◆ **PROBLEM DETAILS**
Print, in exact form, the lines below from the one containing "and (j, i)." through the one containing "first non-positive pivot.", and omit all others.

################

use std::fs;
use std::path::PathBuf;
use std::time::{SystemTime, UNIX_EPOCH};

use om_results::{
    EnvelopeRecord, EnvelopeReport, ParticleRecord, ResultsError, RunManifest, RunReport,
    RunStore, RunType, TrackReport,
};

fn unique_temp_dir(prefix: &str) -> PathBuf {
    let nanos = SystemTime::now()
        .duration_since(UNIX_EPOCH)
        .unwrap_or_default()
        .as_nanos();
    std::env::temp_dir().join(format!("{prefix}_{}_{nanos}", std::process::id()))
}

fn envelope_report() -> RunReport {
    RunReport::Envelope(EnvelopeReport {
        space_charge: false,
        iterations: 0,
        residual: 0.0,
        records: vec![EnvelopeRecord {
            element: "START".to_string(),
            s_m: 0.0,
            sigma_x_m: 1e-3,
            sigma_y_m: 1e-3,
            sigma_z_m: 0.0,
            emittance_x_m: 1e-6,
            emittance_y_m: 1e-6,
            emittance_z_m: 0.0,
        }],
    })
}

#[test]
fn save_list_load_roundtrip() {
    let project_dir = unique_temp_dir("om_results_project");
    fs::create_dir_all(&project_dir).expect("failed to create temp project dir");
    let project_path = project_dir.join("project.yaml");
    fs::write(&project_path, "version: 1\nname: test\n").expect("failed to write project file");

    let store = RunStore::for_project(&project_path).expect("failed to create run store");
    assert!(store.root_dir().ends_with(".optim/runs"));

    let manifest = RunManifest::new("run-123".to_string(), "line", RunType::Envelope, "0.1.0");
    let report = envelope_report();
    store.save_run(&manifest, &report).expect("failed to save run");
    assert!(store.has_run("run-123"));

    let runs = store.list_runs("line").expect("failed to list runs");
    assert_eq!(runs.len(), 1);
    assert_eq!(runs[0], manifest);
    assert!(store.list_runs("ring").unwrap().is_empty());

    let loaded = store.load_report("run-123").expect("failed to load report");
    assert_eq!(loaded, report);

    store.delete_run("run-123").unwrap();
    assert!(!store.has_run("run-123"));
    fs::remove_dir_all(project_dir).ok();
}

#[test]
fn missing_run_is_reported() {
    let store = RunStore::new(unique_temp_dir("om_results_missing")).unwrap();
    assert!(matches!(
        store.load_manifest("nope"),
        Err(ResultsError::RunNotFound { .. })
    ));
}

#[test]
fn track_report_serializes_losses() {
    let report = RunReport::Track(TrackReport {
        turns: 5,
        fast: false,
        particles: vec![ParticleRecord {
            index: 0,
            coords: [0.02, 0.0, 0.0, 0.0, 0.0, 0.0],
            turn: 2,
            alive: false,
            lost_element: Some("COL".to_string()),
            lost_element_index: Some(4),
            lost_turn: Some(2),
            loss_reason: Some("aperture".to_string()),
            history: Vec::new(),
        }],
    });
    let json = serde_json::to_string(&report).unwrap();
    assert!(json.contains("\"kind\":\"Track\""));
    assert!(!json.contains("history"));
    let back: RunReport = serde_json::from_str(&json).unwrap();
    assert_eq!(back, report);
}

################

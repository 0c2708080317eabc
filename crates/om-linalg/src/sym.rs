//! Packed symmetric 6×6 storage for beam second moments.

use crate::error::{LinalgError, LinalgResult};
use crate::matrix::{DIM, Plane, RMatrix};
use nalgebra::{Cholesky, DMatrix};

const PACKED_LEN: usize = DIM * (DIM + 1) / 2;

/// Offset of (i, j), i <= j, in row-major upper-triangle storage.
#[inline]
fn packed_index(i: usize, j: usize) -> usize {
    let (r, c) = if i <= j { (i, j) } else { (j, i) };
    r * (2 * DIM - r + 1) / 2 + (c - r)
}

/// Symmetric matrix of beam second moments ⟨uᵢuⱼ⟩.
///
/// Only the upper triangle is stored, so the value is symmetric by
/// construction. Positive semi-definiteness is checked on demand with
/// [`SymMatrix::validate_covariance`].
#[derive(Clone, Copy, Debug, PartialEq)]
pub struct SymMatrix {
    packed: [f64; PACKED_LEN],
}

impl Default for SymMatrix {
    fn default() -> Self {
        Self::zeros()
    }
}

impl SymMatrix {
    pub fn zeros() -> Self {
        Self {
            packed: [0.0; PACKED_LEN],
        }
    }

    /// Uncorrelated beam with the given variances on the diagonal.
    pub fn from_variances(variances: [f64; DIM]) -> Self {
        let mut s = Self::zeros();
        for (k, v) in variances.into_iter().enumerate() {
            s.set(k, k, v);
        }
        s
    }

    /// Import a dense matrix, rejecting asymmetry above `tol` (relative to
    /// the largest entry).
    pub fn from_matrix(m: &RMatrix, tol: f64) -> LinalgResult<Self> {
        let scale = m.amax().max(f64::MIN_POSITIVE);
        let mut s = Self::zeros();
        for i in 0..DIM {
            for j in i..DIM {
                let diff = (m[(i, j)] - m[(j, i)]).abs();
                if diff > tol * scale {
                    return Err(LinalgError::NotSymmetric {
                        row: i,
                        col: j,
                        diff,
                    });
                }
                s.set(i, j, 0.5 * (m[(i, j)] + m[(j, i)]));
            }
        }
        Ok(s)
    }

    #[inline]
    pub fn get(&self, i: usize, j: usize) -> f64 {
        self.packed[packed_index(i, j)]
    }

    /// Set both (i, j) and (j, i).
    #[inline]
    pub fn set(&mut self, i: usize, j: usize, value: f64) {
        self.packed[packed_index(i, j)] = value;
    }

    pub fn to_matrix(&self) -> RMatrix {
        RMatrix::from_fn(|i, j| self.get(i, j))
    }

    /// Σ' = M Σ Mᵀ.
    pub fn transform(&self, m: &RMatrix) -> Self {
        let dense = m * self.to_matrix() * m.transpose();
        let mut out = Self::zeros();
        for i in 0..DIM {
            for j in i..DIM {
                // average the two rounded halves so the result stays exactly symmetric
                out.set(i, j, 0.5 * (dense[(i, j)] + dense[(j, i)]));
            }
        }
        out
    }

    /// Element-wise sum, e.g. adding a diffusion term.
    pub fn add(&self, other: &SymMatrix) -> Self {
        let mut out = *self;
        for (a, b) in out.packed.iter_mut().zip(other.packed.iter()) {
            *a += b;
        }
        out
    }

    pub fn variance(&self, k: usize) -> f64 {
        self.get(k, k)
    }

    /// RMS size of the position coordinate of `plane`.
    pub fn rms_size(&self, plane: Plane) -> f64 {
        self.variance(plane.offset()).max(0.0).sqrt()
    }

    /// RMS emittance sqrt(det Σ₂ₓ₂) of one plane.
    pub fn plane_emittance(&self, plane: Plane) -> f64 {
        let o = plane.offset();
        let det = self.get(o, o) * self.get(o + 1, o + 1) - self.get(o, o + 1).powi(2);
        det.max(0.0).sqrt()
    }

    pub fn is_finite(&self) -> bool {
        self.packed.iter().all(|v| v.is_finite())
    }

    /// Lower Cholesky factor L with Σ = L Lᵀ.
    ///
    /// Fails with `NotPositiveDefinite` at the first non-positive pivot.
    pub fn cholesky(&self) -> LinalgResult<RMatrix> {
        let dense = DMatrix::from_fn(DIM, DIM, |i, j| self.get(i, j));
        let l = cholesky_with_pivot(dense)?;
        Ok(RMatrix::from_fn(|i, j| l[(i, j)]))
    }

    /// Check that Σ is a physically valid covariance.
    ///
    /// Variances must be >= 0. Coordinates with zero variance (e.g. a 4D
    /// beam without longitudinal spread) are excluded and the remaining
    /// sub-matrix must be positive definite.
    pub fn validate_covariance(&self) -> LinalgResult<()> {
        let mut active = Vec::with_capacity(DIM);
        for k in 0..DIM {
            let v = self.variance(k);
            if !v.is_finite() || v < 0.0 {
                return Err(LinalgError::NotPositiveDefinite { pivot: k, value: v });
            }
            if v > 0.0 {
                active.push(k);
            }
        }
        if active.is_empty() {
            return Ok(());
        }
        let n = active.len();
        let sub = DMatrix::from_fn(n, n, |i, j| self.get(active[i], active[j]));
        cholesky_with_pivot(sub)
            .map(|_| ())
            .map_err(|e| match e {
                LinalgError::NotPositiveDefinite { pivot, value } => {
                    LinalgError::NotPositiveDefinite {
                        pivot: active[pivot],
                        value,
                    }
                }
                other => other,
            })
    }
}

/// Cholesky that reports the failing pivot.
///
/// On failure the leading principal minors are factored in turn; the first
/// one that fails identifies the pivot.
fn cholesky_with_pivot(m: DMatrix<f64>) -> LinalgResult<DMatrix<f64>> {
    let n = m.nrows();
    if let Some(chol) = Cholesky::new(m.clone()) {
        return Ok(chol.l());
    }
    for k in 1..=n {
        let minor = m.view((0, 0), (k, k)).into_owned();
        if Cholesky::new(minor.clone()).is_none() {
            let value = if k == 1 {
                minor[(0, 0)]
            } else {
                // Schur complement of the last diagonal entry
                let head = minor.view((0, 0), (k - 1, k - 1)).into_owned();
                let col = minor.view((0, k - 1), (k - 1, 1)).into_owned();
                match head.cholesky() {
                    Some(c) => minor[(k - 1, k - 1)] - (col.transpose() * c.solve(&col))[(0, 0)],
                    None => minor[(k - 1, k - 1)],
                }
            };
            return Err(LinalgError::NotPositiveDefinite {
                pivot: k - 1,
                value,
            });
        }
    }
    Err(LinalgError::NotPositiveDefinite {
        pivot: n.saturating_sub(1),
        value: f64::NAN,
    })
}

################

◆ **SOLUTION FOR THIS EXERCISE**
    /// Set both (i, j) and (j, i).
    #[inline]
    pub fn set(&mut self, i: usize, j: usize, value: f64) {
        self.packed[packed_index(i, j)] = value;
    }

    pub fn to_matrix(&self) -> RMatrix {
        RMatrix::from_fn(|i, j| self.get(i, j))
    }

    /// Σ' = M Σ Mᵀ.
    pub fn transform(&self, m: &RMatrix) -> Self {
        let dense = m * self.to_matrix() * m.transpose();
        let mut out = Self::zeros();
        for i in 0..DIM {
            for j in i..DIM {
                // average the two rounded halves so the result stays exactly symmetric
                out.set(i, j, 0.5 * (dense[(i, j)] + dense[(j, i)]));
            }
        }
        out
    }

    /// Element-wise sum, e.g. adding a diffusion term.
    pub fn add(&self, other: &SymMatrix) -> Self {
        let mut out = *self;
        for (a, b) in out.packed.iter_mut().zip(other.packed.iter()) {
            *a += b;
        }
        out
    }

    pub fn variance(&self, k: usize) -> f64 {
        self.get(k, k)
    }

    /// RMS size of the position coordinate of `plane`.
    pub fn rms_size(&self, plane: Plane) -> f64 {
        self.variance(plane.offset()).max(0.0).sqrt()
    }

    /// RMS emittance sqrt(det Σ₂ₓ₂) of one plane.
    pub fn plane_emittance(&self, plane: Plane) -> f64 {
        let o = plane.offset();
        let det = self.get(o, o) * self.get(o + 1, o + 1) - self.get(o, o + 1).powi(2);
        det.max(0.0).sqrt()
    }

    pub fn is_finite(&self) -> bool {
        self.packed.iter().all(|v| v.is_finite())
    }

    /// Lower Cholesky factor L with Σ = L Lᵀ.
    ///
    /// Fails with `NotPositiveDefinite` at the first non-positive pivot.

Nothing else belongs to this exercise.